*The task*:
Copy every line in the records below that contains the word "RequestFailed".

[Stored data entries]
##########

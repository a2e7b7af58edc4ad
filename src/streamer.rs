use crate::canvas::{Canvas, Rgb};
use crate::opc::PixelTransport;
use crate::pixels::{pack_channels, PanelLayout};

#[derive(Debug, Clone, Copy, PartialEq, Eq)]
pub enum StreamOutcome {
    /// Transport was down; a reconnect was attempted and nothing was sent.
    Reconnecting,
    Sent { channels: usize, pixels: usize },
}

/// Samples the composited canvas and ships it to the pixel controller.
pub struct Streamer<T: PixelTransport> {
    transport: T,
    layout: PanelLayout,
}

impl<T: PixelTransport> Streamer<T> {
    pub fn new(transport: T, layout: PanelLayout) -> Self {
        Self { transport, layout }
    }

    pub fn transport(&self) -> &T {
        &self.transport
    }

    pub fn layout(&self) -> &PanelLayout {
        &self.layout
    }

    pub fn is_connected(&self) -> bool {
        self.transport.is_connected()
    }

    pub fn push(&mut self, canvas: &Canvas) -> StreamOutcome {
        if !self.transport.is_connected() {
            self.transport.try_connect();
            return StreamOutcome::Reconnecting;
        }
        let grab = canvas.grab(
            0,
            0,
            self.layout.capture_width(),
            self.layout.capture_height(),
        );
        let samples = self.layout.map(&grab);
        let channels = self.send_samples(&samples);
        StreamOutcome::Sent {
            channels,
            pixels: samples.len(),
        }
    }

    /// Pack `samples` into channels numbered from 1 and write them in order.
    /// Returns how many channels were written.
    pub fn send_samples(&mut self, samples: &[Rgb]) -> usize {
        let buffers = pack_channels(samples, self.layout.channel_capacity);
        let mut sent = 0;
        for (i, buf) in buffers.iter().enumerate() {
            let Ok(channel) = u8::try_from(i + 1) else {
                tracing::warn!(dropped = buffers.len() - i, "out of OPC channel numbers");
                break;
            };
            self.transport.write_channel(channel, buf);
            sent += 1;
        }
        sent
    }
}
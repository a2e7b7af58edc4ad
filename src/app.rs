use crate::canvas::{Canvas, Rgb};
use crate::config::{ClipMode, Config};
use crate::media::FfmpegLoader;
use crate::opc::OpcClient;
use crate::player::{Player, Transition};
use crate::playlist::Selector;
use crate::provider::{ClipProvider, OnDemandProvider, PoolProvider};
use crate::render::{Frame, HalfBlockRenderer, Renderer};
use crate::source::ClipSource;
use crate::streamer::{StreamOutcome, Streamer};
use crate::terminal::TerminalGuard;
use anyhow::Context;
use crossterm::event::{
    self, Event, KeyCode, KeyEventKind, KeyModifiers, MouseButton, MouseEventKind,
};
use std::io::{BufWriter, Stdout};
use std::time::{Duration, Instant};

const HUD_ROWS: u16 = 2;

pub fn run(cfg: Config) -> anyhow::Result<()> {
    let source = ClipSource::scan(&cfg.clips)
        .with_context(|| format!("scan clip directory {}", cfg.clips.display()))?;
    let mut loader = FfmpegLoader::new(cfg.canvas_width, cfg.canvas_height);
    let provider: Box<dyn ClipProvider> = match cfg.clip_mode {
        ClipMode::OnDemand => Box::new(OnDemandProvider::new(source, loader)),
        ClipMode::Pool => Box::new(PoolProvider::preload(&source, &mut loader)),
    };

    let selector = Selector::new(cfg.selector_settings());
    let mut player = Player::new(provider, selector, cfg.player_settings())
        .context("select first clip")?;

    let transport = OpcClient::connect(
        cfg.opc_host.clone(),
        cfg.opc_port,
        Duration::from_millis(cfg.opc_retry_ms),
    );
    let mut streamer = Streamer::new(transport, cfg.panel_layout());
    let mut canvas = Canvas::new(cfg.canvas_width, cfg.canvas_height);

    let mut preview = if cfg.headless {
        None
    } else {
        Some(Preview::new(cfg.sync_updates)?)
    };

    let mut pointer: Option<(f32, f32)> = None;
    let mut fps = FpsCounter::new();
    let mut hud = String::new();
    let mut tick: u64 = 0;
    let mut last_frame = Instant::now();
    let target = Duration::from_secs_f32(1.0 / cfg.fps.max(1) as f32);

    loop {
        let now = Instant::now();

        if let Some(preview) = preview.as_mut() {
            match preview.poll_input(&canvas)? {
                Input::Quit => return Ok(()),
                Input::Advance(at) => {
                    if at.is_some() {
                        pointer = at;
                    }
                    player.advance();
                }
                Input::Pointer(at) => pointer = Some(at),
                Input::None => {}
            }
        }

        let dt = now.duration_since(last_frame).as_secs_f32();
        last_frame = now;

        player.update(dt);

        canvas.clear(Rgb::BLACK);
        match player.draw(&mut canvas) {
            Transition::FadeStarted | Transition::Swapped => {
                hud = status_hud(&player, &streamer, fps.fps());
            }
            Transition::Steady | Transition::SelectFailed => {}
        }

        if cfg.debug_cursor {
            if let Some((x, y)) = pointer {
                let (w, h) = (canvas.width() as f32, canvas.height() as f32);
                canvas.fill_ellipse(x, y, w / 10.0, h / 10.0, Rgb::WHITE);
            }
        }

        if let StreamOutcome::Sent { channels, .. } = streamer.push(&canvas) {
            tracing::trace!(channels, "frame streamed");
        }

        tick += 1;
        if cfg.status_every > 0 && tick % cfg.status_every == 0 {
            let status = player.status();
            tracing::info!(
                fps = fps.fps(),
                opc = streamer.is_connected(),
                "{status}"
            );
            hud = status_hud(&player, &streamer, fps.fps());
        }

        if let Some(preview) = preview.as_mut() {
            preview.draw(&canvas, &hud)?;
        }
        fps.tick();

        let elapsed = now.elapsed();
        if elapsed < target {
            std::thread::sleep(target - elapsed);
        }
    }
}

fn status_hud<P: ClipProvider>(player: &Player<P>, streamer: &Streamer<OpcClient>, fps: f32) -> String {
    format!(
        "FPS {:>5.1} | {}\nOPC {} ({}) | space/click skip | q quit",
        fps,
        player.status(),
        streamer.transport().endpoint(),
        if streamer.is_connected() { "connected" } else { "retrying" },
    )
}

enum Input {
    None,
    Quit,
    /// Skip request, with the pointer position in canvas pixels if it came
    /// from the mouse.
    Advance(Option<(f32, f32)>),
    Pointer((f32, f32)),
}

struct Preview {
    _term: TerminalGuard,
    out: BufWriter<Stdout>,
    renderer: HalfBlockRenderer,
    size: (u16, u16),
    sync_updates: bool,
}

impl Preview {
    fn new(sync_updates: bool) -> anyhow::Result<Self> {
        let term = TerminalGuard::new()?;
        let size = crossterm::terminal::size().context("get terminal size")?;
        Ok(Self {
            _term: term,
            out: BufWriter::new(TerminalGuard::stdout()),
            renderer: HalfBlockRenderer::new(),
            size,
            sync_updates,
        })
    }

    fn visual_rows(&self) -> u16 {
        self.size.1.saturating_sub(HUD_ROWS).max(1)
    }

    /// Terminal cell to canvas pixel.
    fn to_canvas(&self, canvas: &Canvas, col: u16, row: u16) -> (f32, f32) {
        let cols = self.size.0.max(1) as f32;
        let rows = self.visual_rows() as f32;
        (
            (col as f32 + 0.5) * canvas.width() as f32 / cols,
            (row as f32 + 0.5) * canvas.height() as f32 / rows,
        )
    }

    /// Drain pending terminal events without blocking.
    fn poll_input(&mut self, canvas: &Canvas) -> anyhow::Result<Input> {
        let mut input = Input::None;
        while event::poll(Duration::from_millis(0))? {
            match event::read()? {
                Event::Key(k) if k.kind != KeyEventKind::Release => {
                    if k.modifiers.contains(KeyModifiers::CONTROL)
                        && matches!(k.code, KeyCode::Char('c'))
                    {
                        return Ok(Input::Quit);
                    }
                    match k.code {
                        KeyCode::Esc | KeyCode::Char('q') | KeyCode::Char('Q') => {
                            return Ok(Input::Quit);
                        }
                        KeyCode::Char(' ') | KeyCode::Char('n') | KeyCode::Right => {
                            input = Input::Advance(None);
                        }
                        _ => {}
                    }
                }
                Event::Mouse(m) => {
                    let at = self.to_canvas(canvas, m.column, m.row);
                    match m.kind {
                        MouseEventKind::Down(MouseButton::Left) => input = Input::Advance(Some(at)),
                        MouseEventKind::Moved | MouseEventKind::Drag(_) => {
                            if !matches!(input, Input::Advance(_)) {
                                input = Input::Pointer(at);
                            }
                        }
                        _ => {}
                    }
                }
                Event::Resize(c, r) => self.size = (c, r),
                _ => {}
            }
        }
        Ok(input)
    }

    fn draw(&mut self, canvas: &Canvas, hud: &str) -> anyhow::Result<()> {
        let frame = Frame {
            term_cols: self.size.0,
            visual_rows: self.visual_rows(),
            canvas,
            hud,
            hud_rows: HUD_ROWS.min(self.size.1.saturating_sub(1)),
            sync_updates: self.sync_updates,
        };
        self.renderer.render(&frame, &mut self.out)
    }
}

struct FpsCounter {
    last: Instant,
    frames: u32,
    fps: f32,
}

impl FpsCounter {
    fn new() -> Self {
        Self {
            last: Instant::now(),
            frames: 0,
            fps: 0.0,
        }
    }

    fn tick(&mut self) {
        self.frames += 1;
        let now = Instant::now();
        let dt = now.duration_since(self.last).as_secs_f32();
        if dt >= 0.5 {
            self.fps = self.frames as f32 / dt;
            self.frames = 0;
            self.last = now;
        }
    }

    fn fps(&self) -> f32 {
        self.fps
    }
}
//! Bundled seed dataset.
//!
//! The local store falls back to these records whenever its slot is
//! missing or unreadable. Ids are fixed so reseeding is deterministic.

use unidex_core::models::degree::DegreeLevel;
use unidex_core::models::university::{Fees, Program, Scholarship, University};

/// The fixed dataset used to initialize (and repair) the local slot.
pub fn universities() -> Vec<University> {
    vec![stanford(), mit(), oxford()]
}

fn program(name: &str, duration: &str, delivery: &str) -> Program {
    Program {
        name: name.into(),
        duration: duration.into(),
        delivery: delivery.into(),
    }
}

fn scholarship(name: &str, amount: &str, eligibility: &str, deadline: &str) -> Scholarship {
    Scholarship {
        name: name.into(),
        amount: amount.into(),
        eligibility: eligibility.into(),
        deadline: deadline.into(),
    }
}

fn stanford() -> University {
    let mut u = University {
        id: "6f1c2a84-9d35-4b7e-a1c2-0f4e8b5d9a01".into(),
        name: "Stanford University".into(),
        portal_url: "https://apply.stanford.example.edu".into(),
        location: "USA".into(),
        overview: Some(
            "Private research university in the San Francisco Bay Area, known for \
             engineering and entrepreneurship."
                .into(),
        ),
        fees: Fees {
            application: 90.0,
            ..Default::default()
        },
        ..blank()
    };
    u.fees.average_tuition.insert(DegreeLevel::Bachelor, 56169.0);
    u.fees.average_tuition.insert(DegreeLevel::Masters, 58746.0);
    u.programs.bachelor = vec![
        program("Computer Science", "4 years", "on-campus"),
        program("Economics", "4 years", "on-campus"),
    ];
    u.programs.masters = vec![program("MBA", "2 years", "on-campus")];
    u.programs.phd = vec![program("Electrical Engineering", "5 years", "on-campus")];
    u.scholarships.bachelor = vec![scholarship(
        "Knight-Hennessy Scholars",
        "Full funding",
        "Outstanding academic record",
        "October 9",
    )];
    u
}

fn mit() -> University {
    let mut u = University {
        id: "3b9d6e12-47af-4c03-b8d1-5e2a7c4f8b02".into(),
        name: "MIT".into(),
        portal_url: "https://apply.mit.example.edu".into(),
        location: "USA".into(),
        overview: Some("Research university in Cambridge, Massachusetts.".into()),
        fees: Fees {
            application: 75.0,
            ..Default::default()
        },
        ..blank()
    };
    u.fees.average_tuition.insert(DegreeLevel::Bachelor, 57986.0);
    u.programs.bachelor = vec![program("Mechanical Engineering", "4 years", "on-campus")];
    u.programs.masters = vec![
        program("Data Science", "2 years", "hybrid"),
        program("Supply Chain Management", "10 months", "online"),
    ];
    u.scholarships.masters = vec![scholarship(
        "MIT Merit Fellowship",
        "$20,000",
        "Admitted masters students",
        "January 15",
    )];
    u.restricted_countries = vec!["North Korea".into()];
    u
}

fn oxford() -> University {
    let mut u = University {
        id: "a5e08c37-2f61-4d9b-9c74-1b3f6d0e7c03".into(),
        name: "University of Oxford".into(),
        portal_url: "https://apply.oxford.example.ac.uk".into(),
        location: "United Kingdom".into(),
        overview: Some("Collegiate research university in Oxford, England.".into()),
        fees: Fees {
            application: 80.0,
            ..Default::default()
        },
        ..blank()
    };
    u.fees.average_tuition.insert(DegreeLevel::Phd, 29700.0);
    u.programs.phd = vec![program("DPhil in Computer Science", "4 years", "on-campus")];
    u.scholarships.phd = vec![scholarship(
        "Clarendon Fund",
        "Full tuition and stipend",
        "All admitted graduate students",
        "Course deadline",
    )];
    u
}

fn blank() -> University {
    University {
        id: String::new(),
        name: String::new(),
        portal_url: String::new(),
        location: String::new(),
        overview: None,
        fees: Fees::default(),
        programs: Default::default(),
        scholarships: Default::default(),
        restricted_countries: Vec::new(),
    }
}

#[cfg(test)]
mod tests {
    use super::*;
    use unidex_core::normalize::normalize;

    #[test]
    fn seed_records_are_already_normalized() {
        for u in universities() {
            let normalized = normalize(u.clone());
            assert_eq!(normalized, u, "seed record {} needs repair", u.name);
        }
    }

    #[test]
    fn seed_ids_are_unique() {
        let records = universities();
        for (i, a) in records.iter().enumerate() {
            for b in &records[i + 1..] {
                assert_ne!(a.id, b.id);
            }
        }
    }
}
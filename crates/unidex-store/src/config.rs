//! Store backend selection and configuration.
//!
//! The active backend is a deployment concern: it is decided here once and
//! injected into callers, which only ever see the repository trait.

use std::env;
use std::path::PathBuf;

use url::Url;

/// Fixed name of the local storage slot.
pub const DEFAULT_STORAGE_FILE: &str = "unidex.universities.json";

const ENV_STORE: &str = "UNIDEX_STORE";
const ENV_DATA_PATH: &str = "UNIDEX_DATA_PATH";
const ENV_API_URL: &str = "UNIDEX_API_URL";

#[derive(Debug, thiserror::Error)]
pub enum ConfigError {
    #[error("unknown store backend: {0} (expected \"local\" or \"remote\")")]
    UnknownBackend(String),

    #[error("{ENV_API_URL} must be set for the remote backend")]
    MissingBaseUrl,

    #[error("invalid base URL: {0}")]
    InvalidBaseUrl(#[from] url::ParseError),
}

/// Which persistence backend to build.
#[derive(Debug, Clone)]
pub enum StoreBackend {
    /// Durable JSON slot on the local filesystem.
    Local { path: PathBuf },
    /// HTTP API at the given base address.
    Remote { base_url: Url },
}

/// Configuration for building a university store.
#[derive(Debug, Clone)]
pub struct StoreConfig {
    pub backend: StoreBackend,
}

impl Default for StoreConfig {
    fn default() -> Self {
        Self {
            backend: StoreBackend::Local {
                path: PathBuf::from(DEFAULT_STORAGE_FILE),
            },
        }
    }
}

impl StoreConfig {
    /// Reads the backend selection from the environment.
    ///
    /// `UNIDEX_STORE` picks `local` (default) or `remote`;
    /// `UNIDEX_DATA_PATH` overrides the local slot path and
    /// `UNIDEX_API_URL` supplies the remote base address.
    pub fn from_env() -> Result<Self, ConfigError> {
        let backend = env::var(ENV_STORE).unwrap_or_else(|_| "local".into());
        match backend.as_str() {
            "local" => {
                let path = env::var(ENV_DATA_PATH)
                    .map(PathBuf::from)
                    .unwrap_or_else(|_| PathBuf::from(DEFAULT_STORAGE_FILE));
                Ok(Self {
                    backend: StoreBackend::Local { path },
                })
            }
            "remote" => {
                let raw = env::var(ENV_API_URL).map_err(|_| ConfigError::MissingBaseUrl)?;
                Ok(Self {
                    backend: StoreBackend::Remote {
                        base_url: Url::parse(&raw)?,
                    },
                })
            }
            other => Err(ConfigError::UnknownBackend(other.to_owned())),
        }
    }
}
//! Reqwest-backed implementation of [`UniversityRepository`].
//!
//! This adapter owns transport details only: URL construction, status
//! mapping and JSON decoding. A 404 on an id-addressed operation maps to
//! `NotFound`; every other non-success status, transport failure or
//! undecodable body collapses into `RequestFailed` carrying only the
//! operation name — the server's error body is deliberately not parsed.
//! There is no client-side retry or backoff.

use std::time::Duration;

use reqwest::{Client, StatusCode, Url};
use unidex_core::error::{UnidexError, UnidexResult};
use unidex_core::filter::UniversityFilter;
use unidex_core::models::university::{University, UniversityPatch};
use unidex_core::normalize::normalize;
use unidex_core::repository::UniversityRepository;

const DEFAULT_REQUEST_TIMEOUT: Duration = Duration::from_secs(30);

pub struct RemoteUniversityStore {
    client: Client,
    base_url: Url,
}

impl RemoteUniversityStore {
    /// Build a store with the default request timeout.
    ///
    /// # Errors
    ///
    /// Returns an error when the reqwest client cannot be constructed.
    pub fn new(base_url: Url) -> Result<Self, reqwest::Error> {
        Self::with_timeout(base_url, DEFAULT_REQUEST_TIMEOUT)
    }

    /// Build a store with an explicit request timeout.
    ///
    /// # Errors
    ///
    /// Returns an error when the reqwest client cannot be constructed.
    pub fn with_timeout(base_url: Url, timeout: Duration) -> Result<Self, reqwest::Error> {
        let client = Client::builder().timeout(timeout).build()?;
        Ok(Self { client, base_url })
    }

    /// `{base}/universities`, with query parameters for the active filter
    /// criteria only — blank criteria are omitted entirely, not sent as
    /// empty strings.
    fn collection_url(&self, filter: &UniversityFilter) -> UnidexResult<Url> {
        let mut url = self.base_url.clone();
        url.path_segments_mut()
            .map_err(|()| request_failed("list"))?
            .pop_if_empty()
            .push("universities");

        {
            let mut pairs = url.query_pairs_mut();
            if let Some(search) = filter.search_term() {
                pairs.append_pair("search", search);
            }
            if let Some(location) = filter.location_term() {
                pairs.append_pair("location", location);
            }
            if let Some(level) = filter.degree_level {
                pairs.append_pair("degreeLevel", level.as_str());
            }
        }
        if url.query().is_none_or(str::is_empty) {
            url.set_query(None);
        }
        Ok(url)
    }

    /// `{base}/universities/{id}`.
    fn record_url(&self, operation: &str, id: &str) -> UnidexResult<Url> {
        let mut url = self.base_url.clone();
        url.path_segments_mut()
            .map_err(|()| request_failed(operation))?
            .pop_if_empty()
            .extend(["universities", id]);
        Ok(url)
    }
}

fn request_failed(operation: &str) -> UnidexError {
    UnidexError::RequestFailed {
        operation: operation.to_owned(),
    }
}

/// Maps a response status: 404 becomes `NotFound` for id-addressed
/// operations, any other non-success becomes `RequestFailed`.
fn check_status(operation: &str, id: Option<&str>, status: StatusCode) -> UnidexResult<()> {
    if status == StatusCode::NOT_FOUND {
        if let Some(id) = id {
            return Err(UnidexError::NotFound { id: id.to_owned() });
        }
    }
    if !status.is_success() {
        return Err(request_failed(operation));
    }
    Ok(())
}

impl UniversityRepository for RemoteUniversityStore {
    async fn list(&self, filter: UniversityFilter) -> UnidexResult<Vec<University>> {
        let url = self.collection_url(&filter)?;
        let response = self
            .client
            .get(url)
            .send()
            .await
            .map_err(|_| request_failed("list"))?;
        check_status("list", None, response.status())?;

        let universities: Vec<University> =
            response.json().await.map_err(|_| request_failed("list"))?;
        Ok(universities.into_iter().map(normalize).collect())
    }

    async fn get(&self, id: &str) -> UnidexResult<University> {
        let url = self.record_url("get", id)?;
        let response = self
            .client
            .get(url)
            .send()
            .await
            .map_err(|_| request_failed("get"))?;
        check_status("get", Some(id), response.status())?;

        let university: University =
            response.json().await.map_err(|_| request_failed("get"))?;
        Ok(normalize(university))
    }

    async fn create(&self, input: UniversityPatch) -> UnidexResult<University> {
        // Same client-side validation as the local store, so the
        // `Validation` contract holds on both backends.
        input.validate_for_create()?;

        let url = self.collection_url(&UniversityFilter::default())?;
        let response = self
            .client
            .post(url)
            .json(&input)
            .send()
            .await
            .map_err(|_| request_failed("create"))?;
        check_status("create", None, response.status())?;

        let university: University = response
            .json()
            .await
            .map_err(|_| request_failed("create"))?;
        Ok(normalize(university))
    }

    async fn update(&self, id: &str, input: UniversityPatch) -> UnidexResult<University> {
        let url = self.record_url("update", id)?;
        let response = self
            .client
            .put(url)
            .json(&input)
            .send()
            .await
            .map_err(|_| request_failed("update"))?;
        check_status("update", Some(id), response.status())?;

        let university: University = response
            .json()
            .await
            .map_err(|_| request_failed("update"))?;
        Ok(normalize(university))
    }

    async fn delete(&self, id: &str) -> UnidexResult<()> {
        let url = self.record_url("delete", id)?;
        let response = self
            .client
            .delete(url)
            .send()
            .await
            .map_err(|_| request_failed("delete"))?;
        check_status("delete", Some(id), response.status())
    }
}

#[cfg(test)]
mod tests {
    //! Coverage for the non-network URL and status mapping helpers.

    use super::*;
    use unidex_core::models::degree::DegreeLevel;

    fn store() -> RemoteUniversityStore {
        RemoteUniversityStore::new(Url::parse("http://directory.example:4010/api/").unwrap())
            .unwrap()
    }

    #[test]
    fn collection_url_omits_blank_filters() {
        let url = store()
            .collection_url(&UniversityFilter {
                search: Some("  ".into()),
                location: None,
                degree_level: None,
            })
            .unwrap();
        assert_eq!(url.as_str(), "http://directory.example:4010/api/universities");
    }

    #[test]
    fn collection_url_carries_active_filters() {
        let url = store()
            .collection_url(&UniversityFilter {
                search: Some("stan".into()),
                location: Some("USA".into()),
                degree_level: Some(DegreeLevel::Phd),
            })
            .unwrap();
        assert_eq!(
            url.as_str(),
            "http://directory.example:4010/api/universities?search=stan&location=USA&degreeLevel=phd"
        );
    }

    #[test]
    fn record_url_appends_the_id() {
        let url = store().record_url("get", "u-42").unwrap();
        assert_eq!(
            url.as_str(),
            "http://directory.example:4010/api/universities/u-42"
        );
    }

    #[test]
    fn not_found_maps_only_for_id_addressed_operations() {
        let err = check_status("get", Some("u-42"), StatusCode::NOT_FOUND).unwrap_err();
        assert!(matches!(err, UnidexError::NotFound { id } if id == "u-42"));

        let err = check_status("list", None, StatusCode::NOT_FOUND).unwrap_err();
        assert!(matches!(err, UnidexError::RequestFailed { operation } if operation == "list"));
    }

    #[test]
    fn other_statuses_collapse_into_request_failed() {
        for status in [
            StatusCode::BAD_REQUEST,
            StatusCode::INTERNAL_SERVER_ERROR,
            StatusCode::BAD_GATEWAY,
        ] {
            let err = check_status("update", Some("u-1"), status).unwrap_err();
            assert!(matches!(err, UnidexError::RequestFailed { .. }));
        }
        check_status("update", Some("u-1"), StatusCode::OK).unwrap();
    }
}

##########

*Problem solution*:
//! undecodable body collapses into `RequestFailed` carrying only the
    UnidexError::RequestFailed {
/// operations, any other non-success becomes `RequestFailed`.
        assert!(matches!(err, UnidexError::RequestFailed { operation } if operation == "list"));
            assert!(matches!(err, UnidexError::RequestFailed { .. }));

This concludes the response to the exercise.